BEGIN Dataset records
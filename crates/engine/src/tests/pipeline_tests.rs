use crate::*;
use anyhow::Result;
use codec::{RecordBody, Timestamp};
use tempfile::tempdir;

use super::helpers::*;

// Mid-February 2006, inside the later quality era.
const T0: f64 = 1_140_000_000.0;

/// Three nadir pings with a towed sidescan record 1.5 s ahead of each, so
/// every ping pairs and the clock offset is a constant 1.5.
fn standard_input() -> Vec<codec::Record> {
    let mut records = vec![
        nav_record(&[T0 - 10.0, T0 + 30.0], 100.0),
        settings_record(1, T0),
        geometry_record(4, T0),
    ];
    for i in 0..3u32 {
        let t = T0 + i as f64;
        records.push(sidescan_record(10 + i as i32, t + 1.5));
        records.push(bathymetry_record(1 + i, t, 4));
        records.push(beam_data_record(1 + i, t, 4));
    }
    records
}

#[test]
fn pipeline_fixes_timestamps_and_resolves_pings() -> Result<()> {
    let dir = tempdir()?;
    let input = dir.path().join("in.s7k");
    let output = dir.path().join("out.s7k");
    write_records(&input, &standard_input());

    let pre = Preprocessor::new(PreprocessConfig {
        fix_timestamps: true,
        sidescan: Some(Default::default()),
        ..Default::default()
    });
    let summary = pre.run(&input, &output)?;

    assert_eq!(summary.bathymetry, 3);
    assert_eq!(summary.timestamps_fixed, 3);
    assert_eq!(summary.pings_resolved, 3);
    assert_eq!(summary.pings_dropped, 0);
    assert_eq!(summary.records_written, summary.records_read);
    assert_eq!(summary.sidescan_rows, 3);

    let out = read_records(&output);
    let baths: Vec<_> = out
        .iter()
        .filter(|r| matches!(r.body, RecordBody::Bathymetry(_)))
        .collect();
    assert_eq!(baths.len(), 3);
    for (i, rec) in baths.iter().enumerate() {
        let raw = T0 + i as f64;
        assert!(
            (rec.time_d() - (raw + 1.5)).abs() < 0.01,
            "ping {i} header time {} not shifted to towed clock",
            rec.time_d()
        );
        if let RecordBody::Bathymetry(b) = &rec.body {
            let p = b.processed.as_ref().expect("processed block written");
            // 0.1 s two-way at 1500 m/s is 75 m slant, plus 100 m of
            // sensor depth.
            assert!((p.depth[0] - 175.0).abs() < 0.5);
            assert!(p.acrosstrack[0].abs() < 0.5);
        }
    }
    Ok(())
}

#[test]
fn quality_bytes_are_remapped_to_current_era() -> Result<()> {
    let dir = tempdir()?;
    let input = dir.path().join("in.s7k");
    let output = dir.path().join("out.s7k");

    let mut records = standard_input();
    if let RecordBody::Bathymetry(b) = &mut records[4].body {
        // Old-era "good amplitude detect" code on one beam.
        b.quality[2] = 4;
    } else {
        panic!("record 4 is the first bathymetry");
    }
    write_records(&input, &records);

    let pre = Preprocessor::new(PreprocessConfig::default());
    pre.run(&input, &output)?;

    let out = read_records(&output);
    let first = out
        .iter()
        .find_map(|r| match &r.body {
            RecordBody::Bathymetry(b) => Some(b),
            _ => None,
        })
        .expect("bathymetry survives");
    assert_eq!(first.quality[2], 0x2F);
    assert_eq!(first.quality[0], 0x3F);
    Ok(())
}

#[test]
fn range_offsets_are_written_back_into_the_records() -> Result<()> {
    let dir = tempdir()?;
    let input = dir.path().join("in.s7k");
    let output = dir.path().join("out.s7k");
    write_records(&input, &standard_input());

    let pre = Preprocessor::new(PreprocessConfig {
        resolve: ping::ResolveConfig {
            range_offsets: vec![ping::RangeOffset {
                start_beam: 0,
                end_beam: 1,
                offset_secs: 0.01,
            }],
            ..Default::default()
        },
        ..Default::default()
    });
    let summary = pre.run(&input, &output)?;
    assert_eq!(summary.pings_resolved, 3);

    let out = read_records(&output);
    for rec in &out {
        if let RecordBody::Bathymetry(b) = &rec.body {
            // Offset beams carry the corrected two-way time; the rest
            // keep the measured 0.1 s.
            assert!((b.range[0] - 0.11).abs() < 1e-6);
            assert!((b.range[1] - 0.11).abs() < 1e-6);
            assert!((b.range[2] - 0.1).abs() < 1e-6);
            assert!((b.range[3] - 0.1).abs() < 1e-6);
        }
    }
    Ok(())
}

#[test]
fn ping_outside_sensor_coverage_is_dropped() -> Result<()> {
    let dir = tempdir()?;
    let input = dir.path().join("in.s7k");
    let output = dir.path().join("out.s7k");

    let mut records = standard_input();
    // A straggler ping far past the navigation window.
    records.push(bathymetry_record(9, T0 + 300.0, 4));
    write_records(&input, &records);

    let pre = Preprocessor::new(PreprocessConfig::default());
    let summary = pre.run(&input, &output)?;
    assert_eq!(summary.pings_resolved, 3);
    assert_eq!(summary.pings_dropped, 1);

    let out = read_records(&output);
    assert!(out.iter().all(|r| match &r.body {
        RecordBody::Bathymetry(b) => b.ping_number != 9,
        _ => true,
    }));
    Ok(())
}

#[test]
fn timestamp_fix_without_any_pairing_fails() {
    let dir = tempdir().unwrap();
    let input = dir.path().join("in.s7k");
    let output = dir.path().join("out.s7k");

    let records: Vec<_> = standard_input()
        .into_iter()
        .filter(|r| !matches!(r.body, RecordBody::TowedSidescan(_)))
        .collect();
    write_records(&input, &records);

    let pre = Preprocessor::new(PreprocessConfig {
        fix_timestamps: true,
        ..Default::default()
    });
    assert!(pre.run(&input, &output).is_err());
}

#[test]
fn unmodeled_records_pass_through_verbatim() -> Result<()> {
    let dir = tempdir()?;
    let input = dir.path().join("in.s7k");
    let output = dir.path().join("out.s7k");

    let mut records = standard_input();
    let mut opaque = codec::Record::new(
        RecordBody::Opaque(vec![0xAB; 16]),
        Timestamp::from_epoch_seconds(T0),
    );
    opaque.header.record_type = 7022;
    records.insert(1, opaque);
    write_records(&input, &records);

    let pre = Preprocessor::new(PreprocessConfig::default());
    pre.run(&input, &output)?;

    let out = read_records(&output);
    let carried = out
        .iter()
        .find(|r| r.header.record_type == 7022)
        .expect("unmodeled record kept");
    assert_eq!(carried.body, RecordBody::Opaque(vec![0xAB; 16]));
    Ok(())
}

#[test]
fn scan_builds_the_timestamp_table() -> Result<()> {
    let dir = tempdir()?;
    let input = dir.path().join("in.s7k");
    write_records(&input, &standard_input());

    let pre = Preprocessor::new(PreprocessConfig::default());
    let (store, table, summary) = pre.scan(&input)?;

    assert_eq!(summary.records_read, 12);
    assert_eq!(summary.decode_failures, 0);
    assert_eq!(table.len(), 3);
    for entry in table.entries() {
        assert!(entry.measured);
        assert!((entry.time_offset - 1.5).abs() < 0.01);
    }
    assert!(store.longitude.len() >= 2);
    assert!(store.heading.len() >= 2);
    Ok(())
}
END Dataset records
● What you have to do
Going through the records, say how many lines hold the string "carried". Only the number should be given.

● Answer box
2